#### Source data ####
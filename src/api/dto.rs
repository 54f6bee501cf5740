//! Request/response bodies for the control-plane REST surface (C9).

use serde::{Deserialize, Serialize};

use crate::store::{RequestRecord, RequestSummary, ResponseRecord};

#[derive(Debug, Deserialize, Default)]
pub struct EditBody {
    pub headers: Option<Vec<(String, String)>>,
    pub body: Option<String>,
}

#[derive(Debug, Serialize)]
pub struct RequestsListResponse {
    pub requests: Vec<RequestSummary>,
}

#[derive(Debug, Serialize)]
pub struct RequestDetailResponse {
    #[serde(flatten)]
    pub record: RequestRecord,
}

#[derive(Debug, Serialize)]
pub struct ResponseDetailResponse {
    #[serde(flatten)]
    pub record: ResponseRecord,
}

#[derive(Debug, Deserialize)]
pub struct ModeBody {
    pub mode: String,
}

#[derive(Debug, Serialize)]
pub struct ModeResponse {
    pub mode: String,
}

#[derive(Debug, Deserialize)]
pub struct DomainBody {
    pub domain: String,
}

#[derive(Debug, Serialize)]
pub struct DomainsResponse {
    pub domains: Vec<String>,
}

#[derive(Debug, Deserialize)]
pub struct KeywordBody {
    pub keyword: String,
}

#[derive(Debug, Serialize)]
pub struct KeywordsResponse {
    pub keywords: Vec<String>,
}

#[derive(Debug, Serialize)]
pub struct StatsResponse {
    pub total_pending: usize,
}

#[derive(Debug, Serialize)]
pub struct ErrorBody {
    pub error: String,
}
####
Instructions to follow | Print exactly, and only, the lines running from the one that contains "pub struct RequestsListResponse" to the last line of the records above.

Written solution |
pub struct RequestsListResponse {
    pub requests: Vec<RequestSummary>,
}

#[derive(Debug, Serialize)]
pub struct RequestDetailResponse {
    #[serde(flatten)]
    pub record: RequestRecord,
}

#[derive(Debug, Serialize)]
pub struct ResponseDetailResponse {
    #[serde(flatten)]
    pub record: ResponseRecord,
}

#[derive(Debug, Deserialize)]
pub struct ModeBody {
    pub mode: String,
}

#[derive(Debug, Serialize)]
pub struct ModeResponse {
    pub mode: String,
}

#[derive(Debug, Deserialize)]
pub struct DomainBody {
    pub domain: String,
}

#[derive(Debug, Serialize)]
pub struct DomainsResponse {
    pub domains: Vec<String>,
}

#[derive(Debug, Deserialize)]
pub struct KeywordBody {
    pub keyword: String,
}

#[derive(Debug, Serialize)]
pub struct KeywordsResponse {
    pub keywords: Vec<String>,
}

#[derive(Debug, Serialize)]
pub struct StatsResponse {
    pub total_pending: usize,
}

#[derive(Debug, Serialize)]
pub struct ErrorBody {
    pub error: String,
}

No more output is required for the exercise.